But there was no immediate decision to send arms to Syrian rebels and all other sanctions remained in force.
Even so, Russia said it would "directly harm" the prospects of an international peace conference on Syria.
Meanwhile, the BBC has heard evidence that 200 people were killed in a massacre in western Syria this month.
Opposition activists said they had documented the civilian deaths in al-Bayda and Baniyas after government troops and militias entered the towns.
The government described the operation as a strike against "terrorists".
The EU declaration on Syria came after 12 hours of talks in Brussels. Foreign ministers were unable to reach the unanimous decision required to extend the current arms embargo, and so agreed to renew the other sanctions - including an assets freeze on President Assad and his aides, and restrictions on trade in oil and financial transactions - without it.
The BBC's Jim Muir, in Beirut, says it is clear that the EU decision will not make much difference on the ground in the immediate future.
Member states can now decide their own policy on sending arms to Syria, but agreed not to "proceed at this stage with the delivery" of equipment.
The EU's Foreign Affairs Council is to review this position before 1 August, in light of fresh developments to end the conflict including the ongoing US-Russia peace initiative.
Britain and France had been pressing for the ability to send weapons to what they call moderate opponents of President Assad, saying it would push Damascus towards a political solution to the two-year conflict.
There has been increasing pressure on the international community to act since allegations emerged of chemical weapons being used in the conflict. Syria has denied using chemical weapons.
UK Foreign Secretary William Hague welcomed the outcome of the Brussels talks, saying it was "important for Europe to send a clear signal to the Assad regime that it has to negotiate seriously, and that all options remain on the table if it refuses to do so".
But other countries had opposed opening the way for weapons to be sent, saying it would only worsen the violence that has already cost at least 80,000 lives.
Austria had been a key opponent of arms being sent.
"The EU should hold the line. We are a peace movement and not a war movement," Austrian Foreign Minister Michael Spindelegger said.
Russian Deputy Foreign Minister Sergei Ryabkov called the EU move "a manifestation of double standards". Russia and the US are leading efforts to organise a peace conference on Syria next month.
The Syrian opposition has not said whether to attend the conference, and was locked in talks in Istanbul, Turkey, as an unofficial deadline to decide on its attendance passed.

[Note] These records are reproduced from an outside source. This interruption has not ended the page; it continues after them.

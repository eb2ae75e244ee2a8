//! Conversion between raw storage rows and typed records.

use metadata_store::{
    FieldDefinition, FieldKind, ID_FIELD, MetadataId, Row, Scalar, TypeSchema, fit_numeric,
};
use rust_decimal::Decimal;

use crate::error::{MetadataError, Result};
use crate::record::{Metadata, Value};

/// Maps rows to records and back for one type schema at a time.
///
/// All implementations must be thread-safe (Send + Sync).
pub trait Hydrator: Send + Sync {
    /// Builds a record from a raw row.
    ///
    /// Fails without producing a partial record if the row has no id or a
    /// declared field cannot be represented.
    fn hydrate(&self, type_schema: &TypeSchema, row: Row) -> Result<Metadata>;

    /// Flattens a record into a row holding `id` and one scalar per declared
    /// field.
    fn dehydrate(&self, type_schema: &TypeSchema, record: &Metadata) -> Result<Row>;
}

/// The standard hydrator.
///
/// Reading, an absent column takes the field default (or null) and a present
/// value is coerced to the declared kind. Decimals are rounded to the declared
/// scale and must fit the declared precision. Columns the type does not
/// declare are ignored.
///
/// Writing, an unset optional field becomes its default (or null). Unset
/// required fields, fields the type does not declare and values of the wrong
/// kind are rejected. Each kind accepts exactly the `Value` variant it reads
/// back, so `Integer` is no decimal and `Text` is no association.
#[derive(Debug, Clone, Copy, Default)]
pub struct DefaultHydrator;

impl DefaultHydrator {
    pub fn new() -> Self {
        Self
    }
}

impl Hydrator for DefaultHydrator {
    fn hydrate(&self, type_schema: &TypeSchema, mut row: Row) -> Result<Metadata> {
        let id = match row.remove(ID_FIELD) {
            Some(Scalar::Text(id)) if !id.is_empty() => MetadataId::new(id),
            Some(Scalar::Integer(id)) => MetadataId::new(id.to_string()),
            Some(Scalar::Null) | None => {
                return Err(failure(type_schema, ID_FIELD, "row has no identifier"));
            }
            Some(other) => {
                return Err(failure(
                    type_schema,
                    ID_FIELD,
                    format!("identifier {other} is not text"),
                ));
            }
        };

        let mut record = Metadata::new(type_schema.name(), id);
        for (field, definition) in type_schema.definitions() {
            let value = match row.remove(field) {
                Some(Scalar::Null) | None if definition.is_required() => {
                    return Err(failure(type_schema, field, "required value is missing"));
                }
                None => match definition.default_value() {
                    Some(default) => read_scalar(type_schema, field, definition, default.clone())?,
                    None => Value::Null,
                },
                Some(Scalar::Null) => Value::Null,
                Some(scalar) => read_scalar(type_schema, field, definition, scalar)?,
            };
            record.set(field, value);
        }

        Ok(record)
    }

    fn dehydrate(&self, type_schema: &TypeSchema, record: &Metadata) -> Result<Row> {
        if record.type_name() != type_schema.name() {
            return Err(failure(
                type_schema,
                ID_FIELD,
                format!("record {} is of type \"{}\"", record.id(), record.type_name()),
            ));
        }

        if let Some((field, _)) = record
            .fields()
            .find(|(field, _)| !type_schema.has_field(field))
        {
            return Err(failure(type_schema, field, "field is not declared"));
        }

        let mut row = Row::new();
        row.insert(ID_FIELD.to_string(), Scalar::from(record.id()));

        for (field, definition) in type_schema.definitions() {
            let scalar = match record.get(field) {
                None | Some(Value::Null) if definition.is_required() => {
                    return Err(failure(type_schema, field, "required value is not set"));
                }
                None => match definition.default_value() {
                    Some(default) => normalize_default(type_schema, field, definition, default)?,
                    None => Scalar::Null,
                },
                Some(Value::Null) => Scalar::Null,
                Some(value) => write_value(type_schema, field, definition, value)?,
            };
            row.insert(field.to_string(), scalar);
        }

        Ok(row)
    }
}

fn failure(type_schema: &TypeSchema, field: &str, reason: impl Into<String>) -> MetadataError {
    let reason = reason.into();
    tracing::debug!(type_name = type_schema.name(), field, %reason, "hydration failed");
    metrics::counter!("metadata_hydration_failures_total").increment(1);

    MetadataError::Hydration {
        type_name: type_schema.name().to_string(),
        field: field.to_string(),
        reason,
    }
}

fn read_scalar(
    type_schema: &TypeSchema,
    field: &str,
    definition: &FieldDefinition,
    scalar: Scalar,
) -> Result<Value> {
    let mismatch = |scalar: &Scalar| {
        failure(
            type_schema,
            field,
            format!("cannot read {scalar} as {}", definition.kind()),
        )
    };

    let value = match (definition.kind(), scalar) {
        (FieldKind::Text, Scalar::Text(text)) => Value::Text(text),
        (FieldKind::Integer, Scalar::Integer(i)) => Value::Integer(i),
        (FieldKind::Integer, Scalar::Decimal(d)) if d.fract().is_zero() => {
            let i = i64::try_from(d).map_err(|_| mismatch(&Scalar::Decimal(d)))?;
            Value::Integer(i)
        }
        (FieldKind::Integer, Scalar::Text(text)) => match text.trim().parse::<i64>() {
            Ok(i) => Value::Integer(i),
            Err(_) => return Err(mismatch(&Scalar::Text(text))),
        },
        (FieldKind::Decimal, scalar) => {
            let parsed = match &scalar {
                Scalar::Decimal(d) => Some(*d),
                Scalar::Integer(i) => Some(Decimal::from(*i)),
                Scalar::Text(text) => text.trim().parse::<Decimal>().ok(),
                Scalar::Null | Scalar::Boolean(_) => None,
            };
            let Some(decimal) = parsed else {
                return Err(mismatch(&scalar));
            };
            Value::Decimal(fit_decimal(type_schema, field, definition, decimal)?)
        }
        (FieldKind::Boolean, Scalar::Boolean(b)) => Value::Boolean(b),
        (FieldKind::Boolean, Scalar::Integer(i @ (0 | 1))) => Value::Boolean(i == 1),
        (FieldKind::Boolean, Scalar::Text(text)) => {
            match text.trim().to_ascii_lowercase().as_str() {
                "true" | "t" | "1" => Value::Boolean(true),
                "false" | "f" | "0" => Value::Boolean(false),
                _ => return Err(mismatch(&Scalar::Text(text))),
            }
        }
        (FieldKind::Association { .. }, Scalar::Text(id)) if !id.is_empty() => {
            Value::Association(MetadataId::new(id))
        }
        (_, scalar) => return Err(mismatch(&scalar)),
    };

    Ok(value)
}

fn write_value(
    type_schema: &TypeSchema,
    field: &str,
    definition: &FieldDefinition,
    value: &Value,
) -> Result<Scalar> {
    let scalar = match (definition.kind(), value) {
        (FieldKind::Text, Value::Text(text)) => {
            if let Some(length) = definition.length()
                && text.chars().count() > length as usize
            {
                return Err(failure(
                    type_schema,
                    field,
                    format!("text is longer than {length} characters"),
                ));
            }
            Scalar::Text(text.clone())
        }
        (FieldKind::Integer, Value::Integer(i)) => Scalar::Integer(*i),
        (FieldKind::Decimal, Value::Decimal(d)) => {
            Scalar::Decimal(fit_decimal(type_schema, field, definition, *d)?)
        }
        (FieldKind::Boolean, Value::Boolean(b)) => Scalar::Boolean(*b),
        (FieldKind::Association { .. }, Value::Association(id)) => Scalar::from(id),
        (kind, value) => {
            return Err(failure(
                type_schema,
                field,
                format!("cannot write {} value {value} as {kind}", value.type_name()),
            ));
        }
    };

    Ok(scalar)
}

fn normalize_default(
    type_schema: &TypeSchema,
    field: &str,
    definition: &FieldDefinition,
    default: &Scalar,
) -> Result<Scalar> {
    match default {
        Scalar::Decimal(d) => Ok(Scalar::Decimal(fit_decimal(
            type_schema,
            field,
            definition,
            *d,
        )?)),
        other => Ok(other.clone()),
    }
}

/// Rounds half away from zero to the declared scale and checks the declared
/// precision.
fn fit_decimal(
    type_schema: &TypeSchema,
    field: &str,
    definition: &FieldDefinition,
    value: Decimal,
) -> Result<Decimal> {
    fit_numeric(value, definition.precision(), definition.scale()).ok_or_else(|| {
        failure(
            type_schema,
            field,
            format!(
                "{value} does not fit NUMERIC({}, {})",
                definition.precision().unwrap_or_default(),
                definition.scale().unwrap_or_default()
            ),
        )
    })
}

A spokesman for the opposition Syrian National Coalition, Louay Safi, was quoted by news agency AFP as saying that the EU move was "a positive step", but that the coalition was "afraid it could be too little, too late".
George Jabboure Netto, a spokesman for the Syrian National Council, another opposition group, said the dropping of the arms embargo was a "step in the right direction".
He told the BBC that the SNC was willing to negotiate an end to the conflict, but only on the condition that there was no place for President Assad in the new Syria.
"We think coupling the arming of [the] Free Syrian Army with diplomatic efforts is a must for any hopes for the diplomatic efforts to succeed."
The EU embargo, first imposed in May 2011, applies to the rebels as much as the Syrian government.
But in February this year, foreign ministers agreed to enable any EU member state to provide non-lethal military equipment "for the protection of civilians" or for the opposition forces, "which the Union accepts as legitimate representatives of the Syrian people".
UK aid agency Oxfam has warned of "devastating consequences" if the embargo ends and more arms are sent into Syria.
In other developments:
French officials are testing samples brought back from Syria by two journalists for Le Monde newspaper, who say they witnessed a chemical weapons attack by government forces against the rebels on the outskirts of Damascus last month
US Secretary of State John Kerry met Russian Foreign Minister Sergey Lavrov in Paris, with Mr Kerry saying they were both "deeply committed" to a transitional government in Syria chosen by mutual consent
One of the strongest advocates of US military aid for the Syrian opposition, Senator John McCain, has made a surprise visit to Syria for discussions with rebel leaders
Fighting in Syria continues around the strategic town of Qusair, a few miles from the Lebanese border, with a prominent Syrian female TV journalist, Yara Abbas, killed just outside the town
Three Lebanese have been killed near the north-eastern town of Arsal by gunmen who then fled across the border into Syria, officials said.